My George Foreman grill no longer works, so I’m forced to go back in time and cook food like a savage…on the stove. I knew there was a reason why I hate stove cooking, but I couldn’t remember it. To save time, I heated the olive oil on high. But, I forgot to lower the flame before I stuck the chicken in. Immediately, and I mean IMMEDIATELY, the oil start bursting into little bombs of pain. It was so out of control that I had a slight concern over the oil spilling into the flame and causing a fire. But, besides that, those little balls of pain hurt when they hit your arm and face. So as I’m trying to dive back into ground zero to lower the flame, I notice that my suits and dress shirts are dangerously close to the stove (I had moved the rack the other day to find a pair of sweat pants…that’s an entirely different embarrassing story). Since I never ever want to buy another suit again, I decide to ignore the pain of scorching oil and move the rack. But, I had just touched raw chicken, so I couldn’t use my left hand. I try moving it with my right hand, and the entire thing starts to collapse. Now I’m hanging onto the remains of the makeshift closet with one hand, holding my raw chicken infested hand up away from me, and having oil burn into my flesh.

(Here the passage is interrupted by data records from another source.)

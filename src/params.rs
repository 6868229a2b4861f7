//! Normalization parameters and the rules that turn raw user input into
//! a whiteness threshold and a blur radius.
//!
//! Tolerance is a fraction in `[0, 1]`: `1.0` removes only pure white,
//! `0.0` removes every pixel. Values above `1.0` are read as the older
//! `0..=255` scale and divided by 255.

use tracing::warn;

/// Default output square size in pixels.
pub const DEFAULT_SIZE: u32 = 340;

/// Default whiteness tolerance (only pure white is removed).
pub const DEFAULT_TOLERANCE: f64 = 1.0;

/// Default edge smoothing (none).
pub const DEFAULT_SMOOTHING: f64 = 0.0;

/// Blur radius reached at `smoothing == 1.0`.
pub const MAX_BLUR_RADIUS: f64 = 5.0;

/// Parameters for a single normalization pass.
///
/// `tolerance` and `smoothing` are stored as given; they are normalized
/// when the threshold and blur radius are derived, so legacy and
/// out-of-range values are accepted here.
#[derive(Debug, Clone, Copy, PartialEq)]
pub struct NormalizeOptions {
    /// Side length of the square output image.
    pub size: u32,
    /// Whiteness tolerance, `0.0..=1.0` or legacy `0..=255`.
    pub tolerance: f64,
    /// Edge smoothing factor, `0.0..=1.0`.
    pub smoothing: f64,
}

impl Default for NormalizeOptions {
    fn default() -> Self {
        Self {
            size: DEFAULT_SIZE,
            tolerance: DEFAULT_TOLERANCE,
            smoothing: DEFAULT_SMOOTHING,
        }
    }
}

impl NormalizeOptions {
    /// Whiteness threshold derived from [`Self::tolerance`].
    #[must_use]
    pub fn threshold(&self) -> u8 {
        threshold(normalize_tolerance(self.tolerance))
    }

    /// Gaussian blur radius derived from [`Self::smoothing`].
    #[must_use]
    pub fn blur_radius(&self) -> f32 {
        blur_radius(normalize_smoothing(self.smoothing))
    }
}

/// Normalize a tolerance value into `[0, 1]`.
///
/// Values above `1.0` are treated as legacy `0..=255` input and divided by
/// 255. NaN becomes `0.0`.
#[must_use]
pub fn normalize_tolerance(raw: f64) -> f64 {
    if raw.is_nan() {
        return 0.0;
    }
    let tol = if raw > 1.0 { raw / 255.0 } else { raw };
    tol.clamp(0.0, 1.0)
}

/// Normalize a smoothing value into `[0, 1]`. NaN becomes `0.0`.
#[must_use]
pub fn normalize_smoothing(raw: f64) -> f64 {
    if raw.is_nan() {
        return 0.0;
    }
    raw.clamp(0.0, 1.0)
}

/// Whiteness threshold for a normalized tolerance: `round(255 * tolerance)`,
/// ties to even.
#[must_use]
#[allow(clippy::cast_possible_truncation, clippy::cast_sign_loss)]
pub fn threshold(tolerance: f64) -> u8 {
    (255.0 * tolerance.clamp(0.0, 1.0)).round_ties_even() as u8
}

/// Blur radius for a normalized smoothing factor.
#[must_use]
#[allow(clippy::cast_possible_truncation)]
pub fn blur_radius(smoothing: f64) -> f32 {
    (smoothing.clamp(0.0, 1.0) * MAX_BLUR_RADIUS) as f32
}

/// Parse a raw numeric parameter, falling back to `0.0` when the text is
/// not a number.
///
/// The fallback is logged at `warn` level with the parameter `name`, since
/// a tolerance of `0.0` makes every pixel transparent.
#[must_use]
pub fn parse_lenient(name: &str, raw: &str) -> f64 {
    if let Ok(value) = raw.trim().parse::<f64>() {
        value
    } else {
        warn!(parameter = name, value = raw, "not a number, using 0.0");
        0.0
    }
}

I honestly didn’t know what to do. I couldn’t figure out what the lesser of two evils was. The closet was actually falling into another one, and if they both went down, it would be hours of work. On the other hand, the oil was really hurting. The time it took me to decide proves once and for all that I’m not good in a crisis. In the end, I let the clothes go first. Luckily, it wasn’t “that” hard to put it back together, and the clothes don’t look that messed up.
Lunch, of course, is ruined.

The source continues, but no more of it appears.